Chitin is the primary polymer after cellulose found in the crustacean shells, insects, and fungi. In recent years, extracting chitin from crustacean shells has garnered attention as a means to convert waste into valuable resources, given its promising applications in various fields. While several methods have been employed to recover chitin, emerging green solvents such as deep eutectic solvents (DES) are increasingly favored to address the challenges posed by traditional chemical, enzymatic, and biological approaches. Chitin extraction efficiency is governed by multiple interdependent factors with complex, non-linear interactions, making conventional trial-and-error optimization both time-consuming and inefficient. These challenges highlight the need for advanced approaches, such as machine learning, to accurately model and optimize the process. Recognized for its reliability and adaptability, machine learning offers an effective approach to modeling the complex, non-linear interactions among process variables in chitin extraction, thereby enabling precise yield prediction and process optimization. The present work proposes a machine learning approach designed to accurately estimate chitin yield and optimize the key parameters governing its extraction. Experimental datasets from chitin extraction trials were used to train and evaluate multiple ML algorithms.
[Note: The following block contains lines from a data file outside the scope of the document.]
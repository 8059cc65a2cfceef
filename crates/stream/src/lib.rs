//! Envmon Stream
//!
//! Live push events for observers of the field device: periodic
//! heartbeats, the latest telemetry row, and newly appended mission log
//! lines. Everything is derived by polling files written by the mission
//! process and the supervisor.

pub mod broadcaster;
pub mod error;
pub mod tail;

pub use broadcaster::{Cadence, EventBroadcaster, Heartbeat, StreamEvent};
pub use error::{StreamError, StreamResult};
pub use tail::{tail_last_line, LogCursor};
//! Mission process supervision for the envmon field device.
//!
//! At most one mission process runs at a time. The supervisor launches
//! it, tracks it in a PID file, signals it on stop/abort, reaps it when it
//! exits, and heals the persisted device state whenever it disagrees
//! with the process table.

pub mod control;
pub mod error;
pub mod guard;
pub mod launcher;
pub mod liveness;
pub mod reaper;
pub mod reconciler;
pub mod registry;
pub mod supervisor;
#[cfg(test)]
mod testing;

pub use control::{signal_group, MissionSignal};
pub use error::{Result, SupervisorError};
pub use guard::{LaunchGuard, LaunchLock};
pub use launcher::LaunchReceipt;
pub use liveness::{Liveness, OsProcessProbe, ProcessProbe};
pub use reaper::{ReapOutcome, Reaper, REAPER_WARNING};
pub use reconciler::{MissionListing, StatusSnapshot, STALE_STATE_WARNING};
pub use registry::ProcessRegistry;
pub use supervisor::MissionSupervisor;
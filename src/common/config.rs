//! Configuration file handling

use serde::Deserialize;
use std::time::Duration;

use super::paths::config_path;
use super::Result;

/// Main configuration structure
#[derive(Debug, Deserialize, Default, Clone)]
pub struct Config {
    /// Default wait policy for steps that don't set their own
    #[serde(default)]
    pub wait: WaitDefaults,

    /// WebDriver / Appium settings
    #[serde(default)]
    pub webdriver: WebDriverConfig,

    /// HTTP API session settings
    #[serde(default)]
    pub http: HttpConfig,
}

/// Wait policy defaults in milliseconds
#[derive(Debug, Deserialize, Clone)]
pub struct WaitDefaults {
    /// How long a step waits for its precondition
    #[serde(default = "default_wait_timeout")]
    pub timeout_ms: u64,

    /// Delay between precondition checks
    #[serde(default = "default_poll")]
    pub poll_ms: u64,
}

impl Default for WaitDefaults {
    fn default() -> Self {
        Self {
            timeout_ms: default_wait_timeout(),
            poll_ms: default_poll(),
        }
    }
}

fn default_wait_timeout() -> u64 {
    60_000
}
fn default_poll() -> u64 {
    500
}

/// WebDriver server settings
#[derive(Debug, Deserialize, Clone)]
pub struct WebDriverConfig {
    /// Server URL used when a scenario doesn't name one
    #[serde(default = "default_webdriver_url")]
    pub url: String,

    /// Timeout for individual WebDriver commands
    #[serde(default = "default_command_timeout")]
    pub command_timeout_secs: u64,
}

impl Default for WebDriverConfig {
    fn default() -> Self {
        Self {
            url: default_webdriver_url(),
            command_timeout_secs: default_command_timeout(),
        }
    }
}

fn default_webdriver_url() -> String {
    "http://localhost:4723/wd/hub".to_string()
}
fn default_command_timeout() -> u64 {
    300
}

/// HTTP API session settings
#[derive(Debug, Deserialize, Clone)]
pub struct HttpConfig {
    /// Connect timeout for API sessions
    #[serde(default = "default_connect_timeout")]
    pub connect_timeout_secs: u64,

    /// User-Agent header sent with every request
    #[serde(default = "default_user_agent")]
    pub user_agent: String,
}

impl Default for HttpConfig {
    fn default() -> Self {
        Self {
            connect_timeout_secs: default_connect_timeout(),
            user_agent: default_user_agent(),
        }
    }
}

fn default_connect_timeout() -> u64 {
    10
}
fn default_user_agent() -> String {
    concat!("stepguard/", env!("CARGO_PKG_VERSION")).to_string()
}

impl WebDriverConfig {
    pub fn command_timeout(&self) -> Duration {
        Duration::from_secs(self.command_timeout_secs)
    }
}

impl HttpConfig {
    pub fn connect_timeout(&self) -> Duration {
        Duration::from_secs(self.connect_timeout_secs)
    }
}

impl Config {
    /// Load configuration from the default config file
    ///
    /// Returns default configuration if file doesn't exist
    pub fn load() -> Result<Self> {
        if let Some(path) = config_path() {
            if path.exists() {
                let content = std::fs::read_to_string(&path).map_err(|e| {
                    super::Error::FileRead {
                        path: path.display().to_string(),
                        error: e.to_string(),
                    }
                })?;
                return Self::parse(&content);
            }
        }
        Ok(Self::default())
    }

    /// Parse configuration from TOML text
    pub fn parse(content: &str) -> Result<Self> {
        toml::from_str(content).map_err(|e| super::Error::ConfigParse(e.to_string()))
    }
}
//! Mock remote ends for the integration tests
//!
//! A small pet store API and a W3C WebDriver server, both served by axum on
//! an ephemeral port and inspected through their shared state.

#![allow(dead_code)]

use std::collections::HashMap;
use std::sync::{Arc, Mutex};
use std::time::Duration;

use axum::extract::{Path, Query, State};
use axum::http::StatusCode;
use axum::response::{IntoResponse, Response};
use axum::routing::{delete, get, post};
use axum::{Json, Router};
use serde_json::{json, Value};

const ELEMENT_KEY: &str = "element-6066-11e4-a52f-4f735466cecf";
const SESSION_ID: &str = "mock-session";

/// Serve a router on 127.0.0.1 and return its base URL
pub async fn serve(router: Router) -> String {
    let listener = tokio::net::TcpListener::bind("127.0.0.1:0")
        .await
        .expect("Failed to bind mock server");
    let addr = listener.local_addr().expect("Failed to get local addr");
    tokio::spawn(async move {
        axum::serve(listener, router).await.ok();
    });
    format!("http://{}", addr)
}

// ---------------------------------------------------------------------------
// Pet store
// ---------------------------------------------------------------------------

#[derive(Default)]
pub struct PetStore {
    pets: HashMap<i64, Value>,
    /// Hits on the slow endpoint
    pub slow_hits: u32,
}

pub type SharedStore = Arc<Mutex<PetStore>>;

/// Start the pet store; returns its base URL and state
pub async fn pet_store() -> (String, SharedStore) {
    let state = SharedStore::default();
    let router = Router::new()
        .route("/pet", post(add_pet).put(update_pet))
        .route("/pet/findByStatus", get(find_by_status))
        .route("/pet/:id", get(get_pet).delete(delete_pet))
        .route("/slow", get(slow))
        .with_state(state.clone());
    (serve(router).await, state)
}

fn not_found(message: &str) -> Response {
    (
        StatusCode::NOT_FOUND,
        Json(json!({ "code": 1, "type": "error", "message": message })),
    )
        .into_response()
}

async fn add_pet(State(state): State<SharedStore>, Json(pet): Json<Value>) -> Response {
    let Some(id) = pet["id"].as_i64() else {
        return (StatusCode::METHOD_NOT_ALLOWED, Json(json!({ "message": "Invalid input" })))
            .into_response();
    };
    state.lock().unwrap().pets.insert(id, pet.clone());
    Json(pet).into_response()
}

async fn update_pet(State(state): State<SharedStore>, Json(pet): Json<Value>) -> Response {
    let id = pet["id"].as_i64().unwrap_or_default();
    let mut store = state.lock().unwrap();
    if !store.pets.contains_key(&id) {
        return not_found("Pet not found");
    }
    store.pets.insert(id, pet.clone());
    Json(pet).into_response()
}

async fn find_by_status(
    State(state): State<SharedStore>,
    Query(params): Query<HashMap<String, String>>,
) -> Json<Value> {
    let status = params.get("status").cloned().unwrap_or_default();
    let store = state.lock().unwrap();
    let matching: Vec<Value> = store
        .pets
        .values()
        .filter(|pet| pet["status"].as_str() == Some(status.as_str()))
        .cloned()
        .collect();
    Json(Value::Array(matching))
}

async fn get_pet(State(state): State<SharedStore>, Path(id): Path<i64>) -> Response {
    match state.lock().unwrap().pets.get(&id) {
        Some(pet) => Json(pet.clone()).into_response(),
        None => not_found("Pet not found"),
    }
}

async fn delete_pet(State(state): State<SharedStore>, Path(id): Path<i64>) -> Response {
    match state.lock().unwrap().pets.remove(&id) {
        Some(_) => Json(json!({ "code": 200, "type": "unknown", "message": id.to_string() }))
            .into_response(),
        None => not_found("Pet not found"),
    }
}

async fn slow(State(state): State<SharedStore>) -> Json<Value> {
    state.lock().unwrap().slow_hits += 1;
    tokio::time::sleep(Duration::from_secs(2)).await;
    Json(json!({ "late": true }))
}

// ---------------------------------------------------------------------------
// WebDriver
// ---------------------------------------------------------------------------

/// An element the mock driver knows, found by its locator value
#[derive(Clone)]
pub struct MockElement {
    /// Locator `value` the element answers to
    pub selector: String,
    /// Number of lookups that fail before the element shows up
    pub appears_after: u32,
    /// Checkbox state, `None` for other elements
    pub checked: Option<bool>,
    pub text: String,
}

impl MockElement {
    pub fn new(selector: &str) -> Self {
        Self {
            selector: selector.to_string(),
            appears_after: 0,
            checked: None,
            text: String::new(),
        }
    }

    pub fn appears_after(mut self, lookups: u32) -> Self {
        self.appears_after = lookups;
        self
    }

    pub fn checkbox(mut self, checked: bool) -> Self {
        self.checked = Some(checked);
        self
    }

    pub fn text(mut self, text: &str) -> Self {
        self.text = text.to_string();
        self
    }
}

#[derive(Default)]
pub struct Driver {
    elements: Vec<MockElement>,
    lookups: HashMap<String, u32>,
    pub sessions_created: u32,
    pub sessions_deleted: u32,
    /// Selectors of clicked elements, in order
    pub clicks: Vec<String>,
    /// (selector, text) pairs sent as keys
    pub keys: Vec<(String, String)>,
    /// Pages loaded through the session
    pub navigations: Vec<String>,
}

impl Driver {
    pub fn lookups(&self, selector: &str) -> u32 {
        self.lookups.get(selector).copied().unwrap_or(0)
    }

    fn element(&self, id: &str) -> Option<&MockElement> {
        let index: usize = id.strip_prefix("el-")?.parse().ok()?;
        self.elements.get(index)
    }

    fn element_mut(&mut self, id: &str) -> Option<&mut MockElement> {
        let index: usize = id.strip_prefix("el-")?.parse().ok()?;
        self.elements.get_mut(index)
    }
}

pub type SharedDriver = Arc<Mutex<Driver>>;

/// Start a WebDriver server with the given elements
pub async fn webdriver(elements: Vec<MockElement>) -> (String, SharedDriver) {
    let state = SharedDriver::new(Mutex::new(Driver {
        elements,
        ..Driver::default()
    }));
    let router = Router::new()
        .route("/session", post(new_session))
        .route("/session/:sid", delete(delete_session))
        .route("/session/:sid/url", post(navigate))
        .route("/session/:sid/element", post(find_element))
        .route("/session/:sid/element/:eid/displayed", get(always_true))
        .route("/session/:sid/element/:eid/enabled", get(always_true))
        .route("/session/:sid/element/:eid/selected", get(is_selected))
        .route("/session/:sid/element/:eid/attribute/:name", get(attribute))
        .route("/session/:sid/element/:eid/text", get(text))
        .route("/session/:sid/element/:eid/click", post(click))
        .route("/session/:sid/element/:eid/clear", post(ok))
        .route("/session/:sid/element/:eid/value", post(send_keys))
        .with_state(state.clone());
    (serve(router).await, state)
}

fn value(value: Value) -> Response {
    Json(json!({ "value": value })).into_response()
}

fn wd_error(status: StatusCode, error: &str, message: &str) -> Response {
    (
        status,
        Json(json!({ "value": { "error": error, "message": message, "stacktrace": "" } })),
    )
        .into_response()
}

fn check_session(sid: &str) -> Result<(), Response> {
    if sid == SESSION_ID {
        Ok(())
    } else {
        Err(wd_error(StatusCode::NOT_FOUND, "invalid session id", "session not found"))
    }
}

async fn new_session(State(state): State<SharedDriver>) -> Response {
    state.lock().unwrap().sessions_created += 1;
    value(json!({ "sessionId": SESSION_ID, "capabilities": {} }))
}

async fn delete_session(State(state): State<SharedDriver>, Path(sid): Path<String>) -> Response {
    if let Err(e) = check_session(&sid) {
        return e;
    }
    state.lock().unwrap().sessions_deleted += 1;
    value(Value::Null)
}

async fn navigate(
    State(state): State<SharedDriver>,
    Path(sid): Path<String>,
    Json(body): Json<Value>,
) -> Response {
    if let Err(e) = check_session(&sid) {
        return e;
    }
    let url = body["url"].as_str().unwrap_or_default().to_string();
    state.lock().unwrap().navigations.push(url);
    value(Value::Null)
}

async fn find_element(
    State(state): State<SharedDriver>,
    Path(sid): Path<String>,
    Json(body): Json<Value>,
) -> Response {
    if let Err(e) = check_session(&sid) {
        return e;
    }
    let selector = body["value"].as_str().unwrap_or_default().to_string();
    let mut driver = state.lock().unwrap();
    let seen = {
        let count = driver.lookups.entry(selector.clone()).or_insert(0);
        *count += 1;
        *count
    };
    let found = driver
        .elements
        .iter()
        .position(|e| e.selector == selector && seen > e.appears_after);
    match found {
        Some(index) => {
            let mut reference = serde_json::Map::new();
            reference.insert(ELEMENT_KEY.to_string(), Value::String(format!("el-{}", index)));
            value(Value::Object(reference))
        }
        None => wd_error(
            StatusCode::NOT_FOUND,
            "no such element",
            &format!("An element could not be located using {}", selector),
        ),
    }
}

async fn always_true() -> Response {
    value(Value::Bool(true))
}

async fn ok() -> Response {
    value(Value::Null)
}

async fn is_selected(
    State(state): State<SharedDriver>,
    Path((_sid, eid)): Path<(String, String)>,
) -> Response {
    let driver = state.lock().unwrap();
    let checked = driver.element(&eid).and_then(|e| e.checked).unwrap_or(false);
    value(Value::Bool(checked))
}

async fn attribute(
    State(state): State<SharedDriver>,
    Path((_sid, eid, name)): Path<(String, String, String)>,
) -> Response {
    let driver = state.lock().unwrap();
    match driver.element(&eid) {
        Some(element) if name == "checked" => {
            value(element.checked.map(|c| Value::String(c.to_string())).unwrap_or(Value::Null))
        }
        Some(_) => value(Value::Null),
        None => wd_error(StatusCode::NOT_FOUND, "no such element", "unknown element"),
    }
}

async fn text(
    State(state): State<SharedDriver>,
    Path((_sid, eid)): Path<(String, String)>,
) -> Response {
    let driver = state.lock().unwrap();
    match driver.element(&eid) {
        Some(element) => value(Value::String(element.text.clone())),
        None => wd_error(StatusCode::NOT_FOUND, "no such element", "unknown element"),
    }
}

async fn click(
    State(state): State<SharedDriver>,
    Path((_sid, eid)): Path<(String, String)>,
) -> Response {
    let mut driver = state.lock().unwrap();
    let Some(element) = driver.element_mut(&eid) else {
        return wd_error(StatusCode::NOT_FOUND, "no such element", "unknown element");
    };
    if let Some(checked) = element.checked.as_mut() {
        *checked = !*checked;
    }
    let selector = element.selector.clone();
    driver.clicks.push(selector);
    value(Value::Null)
}

async fn send_keys(
    State(state): State<SharedDriver>,
    Path((_sid, eid)): Path<(String, String)>,
    Json(body): Json<Value>,
) -> Response {
    let mut driver = state.lock().unwrap();
    let Some(selector) = driver.element(&eid).map(|e| e.selector.clone()) else {
        return wd_error(StatusCode::NOT_FOUND, "no such element", "unknown element");
    };
    let text = body["text"].as_str().unwrap_or_default().to_string();
    driver.keys.push((selector, text));
    value(Value::Null)
}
Key process variables were treated as input features, with chitin yield as the output target. Among the models tested, XGBoost and Decision Tree achieved the highest predictive accuracy (R² = 0.99) with minimal root mean square error (RMSE) and mean absolute error (MAE) values. Model-driven optimization was then employed to identify the most favorable combination of process variables. Experimental extractions conducted under the predicted optimal conditions produced chitin yields closely matching the model forecasts, confirming high prediction accuracy. This research demonstrates that machine learning can serve as a cost-effective, efficient method for predicting chitin yield and paves the way for addressing complex issues involving large datasets. Further, the method offers a scalable strategy for enhancing biopolymer recovery and overcoming the multifaceted challenges posed by extensive datasets in sustainable materials research.